Coffee and tea make rich topics for study, from the chemical constituents of their flavors to their cultivation and processing to debates over brewing techniques, levels of roast and the merits of loose leaves versus bags.

One pleasant side effect of our infatuation with coffee and tea is the understanding we’ve gained of how to extend their pleasures beyond the cup. Coffee and tea flavor profiles complement so many foods that it’s almost unfair not to share them with everything from crème brûlée to barbecue sauce.

Coffee complexity

Coffee is a model of complexity, with the number of identified flavor constituents growing with each improvement in analytical techniques. “Currently, around 1,000 different substances have been identified in coffee," says Ben Kranen, principal flavorist, global flavour creation & technology group, Givaudan, Naarden, the Netherlands. “Using coffee-derived ingredients will give us many of those substances in one pour."
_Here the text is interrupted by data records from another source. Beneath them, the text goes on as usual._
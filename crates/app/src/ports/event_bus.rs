//! Event bus port: publish automation events to whoever listens.

use whatsend_domain::event::AutomationEvent;

/// Publishes automation events to interested subscribers.
///
/// Publishing is synchronous and infallible from the engine's point of view:
/// an event nobody hears is simply dropped.
pub trait EventPublisher {
    /// Publish an event to all current subscribers.
    fn publish(&self, event: AutomationEvent);
}

impl<T: EventPublisher> EventPublisher for std::sync::Arc<T> {
    fn publish(&self, event: AutomationEvent) {
        (**self).publish(event);
    }
}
While complexity doesn’t necessarily correlate with deliciousness, coffee’s chemical intricacy does set it apart from simpler flavors. “You’ve got amyl acetate in banana. You’ve got benzaldehyde in cherry. Even in something as complex as strawberry, there’s a known number of components that give you each characteristic strawberry flavor," says Paulette Lanzoff, technical director, Synergy, Wauconda, IL. Not so with coffee. “There’s so much more going on," she says. “There is no one particular flavor fingerprint." While this may make things more intriguing to the palate, it definitely makes designing coffee flavors “more challenging for the flavor chemist," she says.

Bean there, done that

To understand what underlies coffee’s complexity, you have to start with the bean. According to Leigh Ungerbuehler, global category manager, beverages, Givaudan, Cincinnati, two main species give us most of the coffee we drink: Coffea arabica and C. robusta. Robusta, grown at lower elevations, produces a bean with more acidity and less complexity or body than arabica; this suits it to blending, dry-mix applications and products that require a lower price. Arabica, on the other hand, is the “premier species responsible for all of the high-quality espressos and coffees in the world," she says. “Most high-end coffee shops and cafés use only arabica coffee in their drinks."
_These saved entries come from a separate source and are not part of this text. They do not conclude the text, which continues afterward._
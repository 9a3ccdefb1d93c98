//! Engine runtime: drives an [`AutomationEngine`] from a tokio task.
//!
//! The engine itself is synchronous and owns a virtual clock. The runtime
//! serialises every input through one command channel and maps tokio time
//! onto that clock, so timers, notifications and send requests are handled
//! one at a time in deadline order.

use std::future::Future;
use std::time::Duration;

use tokio::sync::{mpsc, oneshot};
use tokio::task::JoinHandle;
use tokio::time::Instant;

use whatsend_domain::error::AutomationError;
use whatsend_domain::notification::UiChangeNotification;

use crate::automation_engine::{AutomationEngine, EngineStatus, Submission};
use crate::ports::{AutomationHost, EventPublisher, MessageDispatcher};

type SendReply = oneshot::Sender<Result<Submission, AutomationError>>;

enum Command<H> {
    Send {
        phone: String,
        message: String,
        reply: SendReply,
    },
    Notify(UiChangeNotification),
    Attach(H),
    Detach,
    Status(oneshot::Sender<EngineStatus>),
}

/// Cloneable handle to a running engine.
///
/// The engine task stops once every handle is dropped.
pub struct EngineHandle<H> {
    commands: mpsc::UnboundedSender<Command<H>>,
}

impl<H> Clone for EngineHandle<H> {
    fn clone(&self) -> Self {
        Self {
            commands: self.commands.clone(),
        }
    }
}

impl<H> EngineHandle<H>
where
    H: AutomationHost + Send + 'static,
{
    /// Move `engine` onto a tokio task and return a handle to it.
    pub fn spawn<P>(engine: AutomationEngine<H, P>) -> (Self, JoinHandle<()>)
    where
        P: EventPublisher + Send + 'static,
    {
        let (commands, receiver) = mpsc::unbounded_channel();
        let task = tokio::spawn(run(engine, receiver));
        (Self { commands }, task)
    }

    /// Forward a UI-change notification. Returns `false` once the engine
    /// task has stopped.
    pub fn notify(&self, notification: UiChangeNotification) -> bool {
        self.commands.send(Command::Notify(notification)).is_ok()
    }

    /// Hand the platform service to the engine.
    pub fn attach(&self, host: H) -> bool {
        self.commands.send(Command::Attach(host)).is_ok()
    }

    /// The platform service went away.
    pub fn detach(&self) -> bool {
        self.commands.send(Command::Detach).is_ok()
    }

    /// Current engine status, or `None` when the engine task has stopped.
    pub async fn status(&self) -> Option<EngineStatus> {
        let (reply, response) = oneshot::channel();
        self.commands.send(Command::Status(reply)).ok()?;
        response.await.ok()
    }
}

impl<H> MessageDispatcher for EngineHandle<H>
where
    H: AutomationHost + Send + 'static,
{
    fn send_message(
        &self,
        phone: String,
        message: String,
    ) -> impl Future<Output = Result<Submission, AutomationError>> + Send {
        let (reply, response) = oneshot::channel();
        let delivered = self
            .commands
            .send(Command::Send {
                phone,
                message,
                reply,
            })
            .is_ok();
        async move {
            if !delivered {
                return Err(AutomationError::ServiceNotReady);
            }
            response
                .await
                .unwrap_or(Err(AutomationError::ServiceNotReady))
        }
    }
}

async fn run<H, P>(mut engine: AutomationEngine<H, P>, mut commands: mpsc::UnboundedReceiver<Command<H>>)
where
    H: AutomationHost,
    P: EventPublisher,
{
    let origin = Instant::now();
    tracing::debug!("automation engine started");

    loop {
        let deadline = engine.next_deadline().map(|due| origin + due);
        tokio::select! {
            command = commands.recv() => {
                let Some(command) = command else {
                    break;
                };
                engine.advance_to(elapsed_since(origin));
                apply(&mut engine, command);
            }
            () = wait_until(deadline) => {
                engine.advance_to(elapsed_since(origin));
            }
        }
    }

    tracing::debug!("automation engine stopped, all handles dropped");
}

fn apply<H, P>(engine: &mut AutomationEngine<H, P>, command: Command<H>)
where
    H: AutomationHost,
    P: EventPublisher,
{
    match command {
        Command::Send {
            phone,
            message,
            reply,
        } => {
            let result = engine.send_message(&phone, &message);
            if reply.send(result).is_err() {
                tracing::debug!("send caller went away before the reply");
            }
        }
        Command::Notify(notification) => {
            engine.handle_notification(&notification);
        }
        Command::Attach(host) => engine.attach(host),
        Command::Detach => {
            engine.detach();
        }
        Command::Status(reply) => {
            let _ = reply.send(engine.status());
        }
    }
}

fn elapsed_since(origin: Instant) -> Duration {
    Instant::now().saturating_duration_since(origin)
}

async fn wait_until(deadline: Option<Instant>) {
    match deadline {
        Some(deadline) => tokio::time::sleep_until(deadline).await,
        None => std::future::pending().await,
    }
}

#[cfg(test)]
mod tests {
    use super::*;
    use std::ops::Deref;
    use std::sync::atomic::{AtomicUsize, Ordering};
    use std::sync::{Arc, Mutex};

    use whatsend_domain::automation::Phase;
    use whatsend_domain::deep_link::DeepLink;
    use whatsend_domain::error::HostError;
    use whatsend_domain::event::{AbandonReason, EventKind};
    use whatsend_domain::notification::{EventFilter, NotificationKind};
    use whatsend_domain::ui_tree::{Rect, UiElement, UiNode, UiTree};

    use crate::config::EngineConfig;
    use crate::event_bus::InProcessEventBus;

    #[derive(Default)]
    struct Counters {
        opened: AtomicUsize,
        searches: AtomicUsize,
        clicks: AtomicUsize,
        backs: AtomicUsize,
    }

    #[derive(Clone)]
    struct StaticHost {
        screen: Arc<Mutex<UiTree>>,
        counters: Arc<Counters>,
    }

    struct Frame(UiTree);

    impl Deref for Frame {
        type Target = UiTree;

        fn deref(&self) -> &UiTree {
            &self.0
        }
    }

    impl StaticHost {
        fn new(screen: UiTree) -> Self {
            Self {
                screen: Arc::new(Mutex::new(screen)),
                counters: Arc::default(),
            }
        }

        fn count(counter: &AtomicUsize) -> usize {
            counter.load(Ordering::SeqCst)
        }
    }

    impl AutomationHost for StaticHost {
        type Snapshot = Frame;

        fn register_event_filter(&self, _filter: &EventFilter) {}

        fn open_uri(&self, _link: &DeepLink) -> Result<(), HostError> {
            self.counters.opened.fetch_add(1, Ordering::SeqCst);
            Ok(())
        }

        fn active_window(&self) -> Option<Frame> {
            self.counters.searches.fetch_add(1, Ordering::SeqCst);
            Some(Frame(self.screen.lock().unwrap().clone()))
        }

        fn screen_width(&self) -> u32 {
            1080
        }

        fn perform_click(&self, _node: &UiNode) -> bool {
            self.counters.clicks.fetch_add(1, Ordering::SeqCst);
            true
        }

        fn navigate_back(&self) -> bool {
            self.counters.backs.fetch_add(1, Ordering::SeqCst);
            true
        }
    }

    fn chat_screen() -> UiTree {
        UiTree::from_element(
            UiElement::new("android.widget.FrameLayout").child(
                UiElement::new("android.widget.ImageButton")
                    .view_id("com.whatsapp:id/send")
                    .clickable(true)
                    .bounds(Rect::new(950, 2200, 1060, 2310)),
            ),
        )
    }

    fn blank_screen() -> UiTree {
        UiTree::from_element(UiElement::new("android.widget.FrameLayout"))
    }

    fn ms(n: u64) -> Duration {
        Duration::from_millis(n)
    }

    fn whatsapp_event() -> UiChangeNotification {
        UiChangeNotification::new("com.whatsapp", NotificationKind::WindowStateChanged)
    }

    fn start(host: &StaticHost) -> (EngineHandle<StaticHost>, InProcessEventBus) {
        let bus = InProcessEventBus::new(64);
        let engine = AutomationEngine::new(EngineConfig::default(), bus.clone());
        let (handle, _task) = EngineHandle::spawn(engine);
        handle.attach(host.clone());
        (handle, bus)
    }

    #[tokio::test(start_paused = true)]
    async fn should_drive_send_cycle_on_tokio_time() {
        let host = StaticHost::new(chat_screen());
        let (handle, bus) = start(&host);
        let mut events = bus.subscribe();

        let submission = handle
            .send_message("0750 1234567".to_string(), "hello".to_string())
            .await
            .unwrap();
        assert!(matches!(submission, Submission::Launched(_)));
        handle.notify(whatsapp_event());

        tokio::time::sleep(ms(490)).await;
        assert_eq!(StaticHost::count(&host.counters.clicks), 0);

        tokio::time::sleep(ms(20)).await;
        assert_eq!(StaticHost::count(&host.counters.clicks), 1);

        tokio::time::sleep(ms(500)).await;
        assert_eq!(StaticHost::count(&host.counters.backs), 1);

        tokio::time::sleep(ms(300)).await;
        assert_eq!(StaticHost::count(&host.counters.backs), 2);

        let status = handle.status().await.unwrap();
        assert_eq!(status.phase, Phase::Idle);
        assert_eq!(status.pending, None);

        let kinds: Vec<EventKind> = std::iter::from_fn(|| events.try_recv().ok())
            .map(|event| event.kind)
            .collect();
        assert_eq!(kinds.len(), 3);
        assert_eq!(kinds[2], EventKind::Completed);
    }

    #[tokio::test(start_paused = true)]
    async fn should_give_up_after_ten_searches() {
        let host = StaticHost::new(blank_screen());
        let (handle, _bus) = start(&host);

        handle
            .send_message("0750".to_string(), "hi".to_string())
            .await
            .unwrap();
        handle.notify(whatsapp_event());
        tokio::time::sleep(Duration::from_secs(30)).await;

        assert_eq!(StaticHost::count(&host.counters.searches), 10);
        assert_eq!(handle.status().await.unwrap().phase, Phase::Idle);
    }

    #[tokio::test(start_paused = true)]
    async fn should_settle_when_target_app_never_reports_activity() {
        let host = StaticHost::new(blank_screen());
        let (handle, _bus) = start(&host);

        handle
            .send_message("0750".to_string(), "hi".to_string())
            .await
            .unwrap();
        tokio::time::sleep(ms(4_990)).await;
        assert_eq!(StaticHost::count(&host.counters.searches), 0);

        tokio::time::sleep(Duration::from_secs(30)).await;

        assert_eq!(StaticHost::count(&host.counters.searches), 10);
        assert!(handle.status().await.unwrap().is_settled());
    }

    #[tokio::test(start_paused = true)]
    async fn should_report_service_not_ready_before_attach() {
        let bus = InProcessEventBus::new(8);
        let engine: AutomationEngine<StaticHost, _> =
            AutomationEngine::new(EngineConfig::default(), bus);
        let (handle, _task) = EngineHandle::spawn(engine);

        let result = handle
            .send_message("0750".to_string(), "hi".to_string())
            .await;

        assert!(matches!(result, Err(AutomationError::ServiceNotReady)));
    }

    #[tokio::test(start_paused = true)]
    async fn should_abandon_attempt_when_service_detached() {
        let host = StaticHost::new(blank_screen());
        let (handle, bus) = start(&host);
        let mut events = bus.subscribe();

        handle
            .send_message("0750".to_string(), "hi".to_string())
            .await
            .unwrap();
        handle.notify(whatsapp_event());
        handle.detach();
        tokio::time::sleep(ms(600)).await;

        assert_eq!(StaticHost::count(&host.counters.searches), 0);
        let last = std::iter::from_fn(|| events.try_recv().ok()).last().unwrap();
        assert_eq!(
            last.kind,
            EventKind::Abandoned {
                reason: AbandonReason::ServiceLost
            }
        );
        assert!(!handle.status().await.unwrap().host_attached);
    }

    #[tokio::test(start_paused = true)]
    async fn should_pick_up_screen_change_between_retries() {
        let host = StaticHost::new(blank_screen());
        let (handle, _bus) = start(&host);

        handle
            .send_message("0750".to_string(), "hi".to_string())
            .await
            .unwrap();
        handle.notify(whatsapp_event());
        tokio::time::sleep(ms(1_250)).await;
        assert_eq!(StaticHost::count(&host.counters.searches), 2);

        *host.screen.lock().unwrap() = chat_screen();
        tokio::time::sleep(ms(500)).await;

        assert_eq!(StaticHost::count(&host.counters.clicks), 1);
        assert_eq!(handle.status().await.unwrap().phase, Phase::Confirming);
    }

    #[tokio::test]
    async fn should_stop_engine_task_when_handles_dropped() {
        let bus = InProcessEventBus::new(8);
        let engine: AutomationEngine<StaticHost, _> =
            AutomationEngine::new(EngineConfig::default(), bus);
        let (handle, task) = EngineHandle::spawn(engine);

        drop(handle);

        task.await.unwrap();
    }
}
But even within the arabica species, flavor differences are “seemingly infinite," Ungerbuehler says. One factor is where the beans grow. “Arabica coffee grown at higher altitudes provides a bolder, acidic profile, and arabica grown at lower altitudes has a milder, less-acidic profile," she says. Coffees of African and Arabian origin tend to display medium acidity; spicy, wine-like and cocoa notes; and citrus, berry and “wild flavors," too. Latin American coffees are usually medium to high in acidity, well-balanced, sweet, intense and tangy. And Asian and Indo-Pacific coffees, she says, offer lower acidity, hearty-earthy notes, “power" balanced by smoothness, a flowery character and some bitterness.
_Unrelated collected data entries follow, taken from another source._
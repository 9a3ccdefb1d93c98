//! Typed identifier newtypes backed by UUIDs.

use std::fmt;
use std::str::FromStr;

use serde::{Deserialize, Serialize};

macro_rules! define_id {
    ($(#[doc = $doc:expr])* $name:ident) => {
        $(#[doc = $doc])*
        #[derive(Debug, Clone, Copy, PartialEq, Eq, Hash, Serialize, Deserialize)]
        pub struct $name(uuid::Uuid);

        impl Default for $name {
            fn default() -> Self {
                Self(uuid::Uuid::new_v4())
            }
        }

        impl $name {
            /// Generate a new random identifier.
            #[must_use]
            pub fn new() -> Self {
                Self::default()
            }

            /// Wrap an existing UUID.
            #[must_use]
            pub fn from_uuid(uuid: uuid::Uuid) -> Self {
                Self(uuid)
            }

            /// Access the inner UUID.
            #[must_use]
            pub fn as_uuid(self) -> uuid::Uuid {
                self.0
            }
        }

        impl fmt::Display for $name {
            fn fmt(&self, f: &mut fmt::Formatter<'_>) -> fmt::Result {
                self.0.fmt(f)
            }
        }

        impl FromStr for $name {
            type Err = uuid::Error;

            fn from_str(s: &str) -> Result<Self, Self::Err> {
                uuid::Uuid::parse_str(s).map(Self)
            }
        }
    };
}

define_id!(
    /// Unique identifier for a [`SendRequest`](crate::request::SendRequest).
    RequestId
);

define_id!(
    /// Unique identifier for an [`AutomationEvent`](crate::event::AutomationEvent).
    EventId
);
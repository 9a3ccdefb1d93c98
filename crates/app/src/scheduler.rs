//! Virtual-clock scheduler: deferred tasks without wall-clock waits.
//!
//! Time only moves when the owner calls [`Scheduler::pop_due`] with a later
//! instant. The engine runtime maps tokio time onto it; tests advance it by
//! hand.

use std::cmp::{Ordering, Reverse};
use std::collections::BinaryHeap;
use std::time::Duration;

struct Entry<T> {
    due: Duration,
    seq: u64,
    task: T,
}

impl<T> PartialEq for Entry<T> {
    fn eq(&self, other: &Self) -> bool {
        self.due == other.due && self.seq == other.seq
    }
}

impl<T> Eq for Entry<T> {}

impl<T> PartialOrd for Entry<T> {
    fn partial_cmp(&self, other: &Self) -> Option<Ordering> {
        Some(self.cmp(other))
    }
}

impl<T> Ord for Entry<T> {
    fn cmp(&self, other: &Self) -> Ordering {
        (self.due, self.seq).cmp(&(other.due, other.seq))
    }
}

/// Timer queue keyed on a virtual clock. Tasks due at the same instant fire
/// in the order they were scheduled.
pub struct Scheduler<T> {
    now: Duration,
    next_seq: u64,
    queue: BinaryHeap<Reverse<Entry<T>>>,
}

impl<T> Default for Scheduler<T> {
    fn default() -> Self {
        Self {
            now: Duration::ZERO,
            next_seq: 0,
            queue: BinaryHeap::new(),
        }
    }
}

impl<T> Scheduler<T> {
    #[must_use]
    pub fn new() -> Self {
        Self::default()
    }

    /// Current virtual time.
    #[must_use]
    pub fn now(&self) -> Duration {
        self.now
    }

    /// Schedule `task` to fire `delay` after the current virtual time.
    pub fn schedule_after(&mut self, delay: Duration, task: T) {
        let entry = Entry {
            due: self.now + delay,
            seq: self.next_seq,
            task,
        };
        self.next_seq += 1;
        self.queue.push(Reverse(entry));
    }

    /// When the earliest task is due, if any.
    #[must_use]
    pub fn next_deadline(&self) -> Option<Duration> {
        self.queue.peek().map(|Reverse(entry)| entry.due)
    }

    #[must_use]
    pub fn pending(&self) -> usize {
        self.queue.len()
    }

    /// Drop every pending task matching `predicate`, returning how many
    /// were dropped.
    pub fn cancel(&mut self, predicate: impl Fn(&T) -> bool) -> usize {
        let before = self.queue.len();
        self.queue.retain(|Reverse(entry)| !predicate(&entry.task));
        before - self.queue.len()
    }

    /// Pop the earliest task due at or before `until`, moving the clock to
    /// its deadline. When nothing is due, the clock moves to `until` and
    /// `None` is returned.
    ///
    /// The clock never moves backwards.
    pub fn pop_due(&mut self, until: Duration) -> Option<T> {
        let due = self.next_deadline().filter(|due| *due <= until);
        match due {
            Some(due) => {
                self.now = self.now.max(due);
                self.queue.pop().map(|Reverse(entry)| entry.task)
            }
            None => {
                self.now = self.now.max(until);
                None
            }
        }
    }
}
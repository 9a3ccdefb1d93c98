//! Capability bridge: the three operations the calling app can invoke.

use whatsend_domain::error::AutomationError;

use crate::ports::{AccessibilitySettings, MessageDispatcher};

/// Errors the bridge surfaces to the caller as tagged failures.
///
/// Every other failure degrades to a `false` result.
#[derive(Debug, Clone, PartialEq, Eq, thiserror::Error)]
pub enum BridgeError {
    #[error("Accessibility service not enabled")]
    NotEnabled,

    #[error("Another message is already being sent")]
    Busy,
}

impl BridgeError {
    /// Wire tag for the error.
    #[must_use]
    pub fn code(&self) -> &'static str {
        match self {
            Self::NotEnabled => "NOT_ENABLED",
            Self::Busy => "BUSY",
        }
    }
}

/// Permission checks plus send forwarding.
pub struct BridgeService<S, D> {
    settings: S,
    dispatcher: D,
    service_component: String,
}

impl<S, D> BridgeService<S, D>
where
    S: AccessibilitySettings,
    D: MessageDispatcher,
{
    /// `service_component` is the `package/class` identifier the platform
    /// lists once the automation service is enabled.
    pub fn new(settings: S, dispatcher: D, service_component: impl Into<String>) -> Self {
        Self {
            settings,
            dispatcher,
            service_component: service_component.into(),
        }
    }

    #[must_use]
    pub fn dispatcher(&self) -> &D {
        &self.dispatcher
    }

    /// Whether the platform lists our service among the enabled ones.
    #[must_use]
    pub fn is_automation_enabled(&self) -> bool {
        self.settings
            .enabled_services()
            .is_some_and(|services| services.contains(&self.service_component))
    }

    /// Ask the platform to open its automation settings. Always reports
    /// success.
    #[tracing::instrument(skip(self))]
    pub fn open_automation_settings(&self) -> bool {
        if let Err(err) = self.settings.open_accessibility_settings() {
            tracing::warn!(%err, "failed to open accessibility settings");
        }
        true
    }

    /// Forward a send request to the automation engine.
    ///
    /// `Ok(true)` means only that the target app launch was requested (or
    /// the request queued); the actual outcome arrives as automation events.
    ///
    /// # Errors
    ///
    /// Returns [`BridgeError::NotEnabled`] when the automation permission is
    /// absent and [`BridgeError::Busy`] when the engine refuses an
    /// overlapping request.
    #[tracing::instrument(skip(self, message), fields(message_len = message.len()))]
    pub async fn send_message(&self, phone: String, message: String) -> Result<bool, BridgeError> {
        if !self.is_automation_enabled() {
            tracing::warn!("send refused, automation permission absent");
            return Err(BridgeError::NotEnabled);
        }

        match self.dispatcher.send_message(phone, message).await {
            Ok(submission) => {
                tracing::debug!(?submission, "send accepted");
                Ok(true)
            }
            Err(AutomationError::Busy) => Err(BridgeError::Busy),
            Err(err) => {
                tracing::warn!(%err, "send could not be started");
                Ok(false)
            }
        }
    }
}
Then there’s the effect of processing on the green fresh-picked beans, which have little flavor of their own—at first. It’s only after drying and fermentation that coffee develops the character that fans recognize. As Ungerbuehler says, in areas like Africa with limited water, coffee beans are often left to dry as a whole cherry in what’s known as the “natural" process. “The outside turns almost black, and the dry bean is loose inside the dry hull," she explains. “This gives a fruity, red-berry profile, as the sugar in the cherry ferments during the process." By contrast, the “honey" process involves removing the cherry, or exocarp, while leaving the inner mucilage on the bean to produce the light-brown color and sweet, honey-like flavor that lends the process its name. Finally, the “washed" process, favored in areas of South America, uses friction and water to clean the bean completely of cherry and mucilage prior to drying.

Roasting kicks off a cascade of hydrolytic, caramelization and Maillard reactions that transform coffee chemistry to yield heterocyclic byproducts like mercaptans and pyrazines, as well as glycols similar to those in bacon. According to Kranen, the degree of roast is the pivot in establishing how much bean you actually taste. “It is possible to start with two green beans from entirely different places and roast them to a point where they taste very similar," he says. “The higher the roast, the less it matters what type of bean you’ve started with."

Coffee’s chemical fingerprint

The task of the flavor chemist is to comb through coffee’s thousand-odd flavor constituents to find those that add most to coffee’s character. “We have a pretty good idea now which ones they are," says Kranen. Starting at the base of the profile, you get the “heavy" compounds responsible for body, taste and mouthfeel. In the middle, he says, nutty, roasted, buttery, fruity, chocolate and malty notes emerge. “This is the most-distinguishing part between the different coffee origins and varieties," he points out. “The most-challenging part, however, is the top. This is where you find the very volatile fresh notes that really determine the fresh character and fill the room when brewing coffee."